Demonetize: Das Verhältnis zu Degrowth
[Bisher erschienen: Einleitung, Teil 1, Teil 2]
3. Wie ist das Verhältnis zwischen Demonetarisierung und Degrowth?
Gemeinsame Kritikpunkte und Praktiken – solidarische Ökonomien, Commons und Subsistenzökonomie
In der Debatte um Postwachstum betont Demonetarisierung die Rolle von Geld, Tausch und Wert dafür, ökonomisches Wachstum zu ermöglichen, anzutreiben und zu erzwingen – eine Dynamik, die mit steigendem Ressourcenverbrauch und vielen (anderen) sozialen und ökologischen Problemen verbunden ist. Auch im Rahmen sozialer Praktiken, die sich auf Postwachstum beziehen, wird diese Rolle zum Thema gemacht. Hier deutet sich also die Möglichkeit wechselseitiger Anregungen und gegenseitiger Stärkung in Hinblick auf die Zielperspektiven beider Ansätze an.
Demonetarisierung unterscheidet sich fundamental von dem nur auf den ersten Blick ähnlichen Ansatz, der sich um das Problem Zins dreht.
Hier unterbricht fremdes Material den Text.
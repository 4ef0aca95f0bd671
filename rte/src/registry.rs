// SPDX-License-Identifier: Apache-2.0
// Copyright Open Network Fabric Authors

//! The wire schema registry.
//!
//! Maps the exact type names used in rule descriptions to their type, payload shape and, for
//! actions, configuration policy. A [`Registry`] is built once and handed to validators by
//! reference; it is never mutated.

use std::collections::BTreeMap;

use serde_json::Value;
use strum::IntoEnumIterator;
use tracing::debug;

use crate::action::{ActionType, ConfPolicy};
use crate::decode::DecodeError;
use crate::item::ItemType;
use crate::wire::{ActionConf, ActionShape, ItemShape, ItemSpec};

/// A type name which is not registered.
#[derive(Debug, Clone, PartialEq, Eq, thiserror::Error)]
#[error("unknown {kind} type '{name}'")]
pub struct UnknownType {
    pub kind: &'static str,
    pub name: String,
}

/// Registry entry of an item type.
#[derive(Debug, Clone, Copy, PartialEq, Eq)]
pub struct ItemEntry {
    pub ty: ItemType,
    /// `None` for inert types.
    pub shape: Option<ItemShape>,
}

impl ItemEntry {
    /// True if the type is valid but carries no payload.
    #[must_use]
    pub fn is_inert(&self) -> bool {
        self.shape.is_none()
    }

    /// Decode a raw payload, `Ok(None)` for inert types.
    ///
    /// # Errors
    ///
    /// Fails if the payload does not fit the shape.
    pub fn decode(&self, raw: &Value) -> Result<Option<ItemSpec>, DecodeError> {
        self.shape.map(|shape| shape.decode(raw)).transpose()
    }
}

/// Registry entry of an action type.
#[derive(Debug, Clone, Copy, PartialEq, Eq)]
pub struct ActionEntry {
    pub ty: ActionType,
    /// `None` for inert types.
    pub shape: Option<ActionShape>,
    pub conf: ConfPolicy,
}

impl ActionEntry {
    #[must_use]
    pub fn is_inert(&self) -> bool {
        self.shape.is_none()
    }

    /// Decode a raw configuration, `Ok(None)` for inert types.
    ///
    /// # Errors
    ///
    /// Fails if the configuration does not fit the shape.
    pub fn decode(&self, raw: &Value) -> Result<Option<ActionConf>, DecodeError> {
        self.shape.map(|shape| shape.decode(raw)).transpose()
    }
}

#[derive(Debug, Clone)]
pub struct Registry {
    items: BTreeMap<&'static str, ItemEntry>,
    actions: BTreeMap<&'static str, ActionEntry>,
}

impl Default for Registry {
    fn default() -> Self {
        Self::new()
    }
}

impl Registry {
    /// Build the registry of every known item and action type.
    #[must_use]
    pub fn new() -> Self {
        let items: BTreeMap<_, _> = ItemType::iter()
            .map(|ty| {
                (
                    ty.name(),
                    ItemEntry {
                        ty,
                        shape: ty.shape(),
                    },
                )
            })
            .collect();
        let actions: BTreeMap<_, _> = ActionType::iter()
            .map(|ty| {
                (
                    ty.name(),
                    ActionEntry {
                        ty,
                        shape: ty.shape(),
                        conf: ty.conf_policy(),
                    },
                )
            })
            .collect();
        debug!(
            "wire schema registry: {} item types, {} action types",
            items.len(),
            actions.len()
        );
        Self { items, actions }
    }

    /// Resolve an item type name. Names are case sensitive.
    ///
    /// # Errors
    ///
    /// [`UnknownType`] if no item type has that exact name.
    pub fn resolve_item(&self, name: &str) -> Result<ItemEntry, UnknownType> {
        self.items.get(name).copied().ok_or_else(|| UnknownType {
            kind: "item",
            name: name.to_string(),
        })
    }

    /// Resolve an action type name. Names are case sensitive.
    ///
    /// # Errors
    ///
    /// [`UnknownType`] if no action type has that exact name.
    pub fn resolve_action(&self, name: &str) -> Result<ActionEntry, UnknownType> {
        self.actions.get(name).copied().ok_or_else(|| UnknownType {
            kind: "action",
            name: name.to_string(),
        })
    }
}

#[cfg(test)]
mod tests {
    use super::*;
    use serde_json::json;

    #[test]
    fn resolve_known_names() {
        let registry = Registry::new();
        let eth = registry.resolve_item("RTE_FLOW_ITEM_TYPE_ETH").unwrap();
        assert_eq!(eth.ty, ItemType::Eth);
        assert_eq!(eth.shape, Some(ItemShape::Eth));
        let vf = registry.resolve_action("RTE_FLOW_ACTION_TYPE_VF").unwrap();
        assert_eq!(vf.shape, Some(ActionShape::Vf));
        assert_eq!(vf.conf, ConfPolicy::Required);
    }

    #[test]
    fn inert_is_not_unknown() {
        let registry = Registry::new();
        for name in [
            "RTE_FLOW_ITEM_TYPE_END",
            "RTE_FLOW_ITEM_TYPE_VOID",
            "RTE_FLOW_ITEM_TYPE_INVERT",
            "RTE_FLOW_ITEM_TYPE_PF",
        ] {
            let entry = registry.resolve_item(name).unwrap();
            assert!(entry.is_inert(), "{name}");
            assert_eq!(entry.decode(&json!({"anything": 1})), Ok(None));
        }
        let drop = registry.resolve_action("RTE_FLOW_ACTION_TYPE_DROP").unwrap();
        assert!(drop.is_inert());
        assert_eq!(drop.conf, ConfPolicy::Forbidden);
    }

    #[test]
    fn unknown_names_are_reported() {
        let registry = Registry::new();
        let err = registry
            .resolve_item("RTE_FLOW_ITEM_TYPE_Eth")
            .unwrap_err();
        assert_eq!(err.to_string(), "unknown item type 'RTE_FLOW_ITEM_TYPE_Eth'");
        assert!(registry.resolve_action("VF").is_err());
    }

    #[test]
    fn shared_shapes_resolve_alike() {
        let registry = Registry::new();
        let shape = |name| registry.resolve_item(name).unwrap().shape;
        assert_eq!(
            shape("RTE_FLOW_ITEM_TYPE_PPPOES"),
            shape("RTE_FLOW_ITEM_TYPE_PPPOED")
        );
        assert_eq!(
            shape("RTE_FLOW_ITEM_TYPE_GTPC"),
            shape("RTE_FLOW_ITEM_TYPE_GTPU")
        );
    }

    #[test]
    fn every_type_is_registered() {
        let registry = Registry::new();
        for ty in ItemType::iter() {
            assert_eq!(registry.resolve_item(ty.name()).unwrap().ty, ty);
        }
        for ty in ActionType::iter() {
            assert_eq!(registry.resolve_action(ty.name()).unwrap().ty, ty);
        }
    }
}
Die Zinskritik, die zuerst und am prominentesten von Pierre Joseph Proudhon und Silvio Gesell formuliert worden ist, verortet das Kernproblem der monetarisierten Ökonomie nicht in Geld, Tausch und Wert als solchen, sondern vielmehr im Zins, der auf private Kredite oder öffentlich geschaffenes Geld zu bezahlen ist. In dieser Sichtweise gilt nicht die Konkurrenz als solche als Problem, sondern Krisen, die dadurch verursacht werden, dass Zinsen nicht bezahlt werden können; damit weist diese Perspektive Überschneidungen mit liberalen und neoliberalen Vorstellungen von Ökonomie und Gesellschaft auf. Ziel ist dann eine Marktwirtschaft ohne Zins. Hier besteht also ein grundlegender Unterschied zu den Visionen der Demonetarisierung. In Debatten um Postwachstum wird von einigen der Zins auf Kredite als Grundproblem identifiziert und für eine Abschaffung des Zinses plädiert (wobei diese Position auch in der Degrowth-Bewegung sehr umstritten ist). Demonetarisierung argumentiert, dies greife zu kurz und garantiere keine Postwachstumsökonomie.
Drei Bewegungen mit Anbindung an Postwachstum sind für die Perspektive der Demonetarisierung besonders relevant: solidarische Ökonomien, Commons und Subsistenzökonomien. Diese Begriffe bezeichnen nicht notwendigerweise verschiedene soziale Praktiken, sondern beziehen sich vielmehr auf bestimmte theoretische Diskurse, politische Rahmungen und organisationale Ansätze. Die Vielfalt an analytischen, strategischen und visionären Herangehensweisen erleichtert Bündnisse mit anderen sozialen Bewegungen und theoretischen Strömungen, zieht aber auch die Gefahr nach sich, dass das Hauptziel der Demonetarisierung in den Hintergrund rückt. Die enge und klare Zieldefinition verleiht der Demonetarisierung andererseits durchaus klare Umrisse und dürfte die Kooptierung durch Akteur_innen erschweren, die einem emanzipatorischen sozialen Wandel entgegenstehen. Während die Bündnisbildung eine Stärke von Postwachstum darzustellen scheint, kann Demonetarisierung an die Notwendigkeit eines tiefgreifenden sozialen Wandels erinnern und daran, dass es möglich ist, damit hier und jetzt zu beginnen.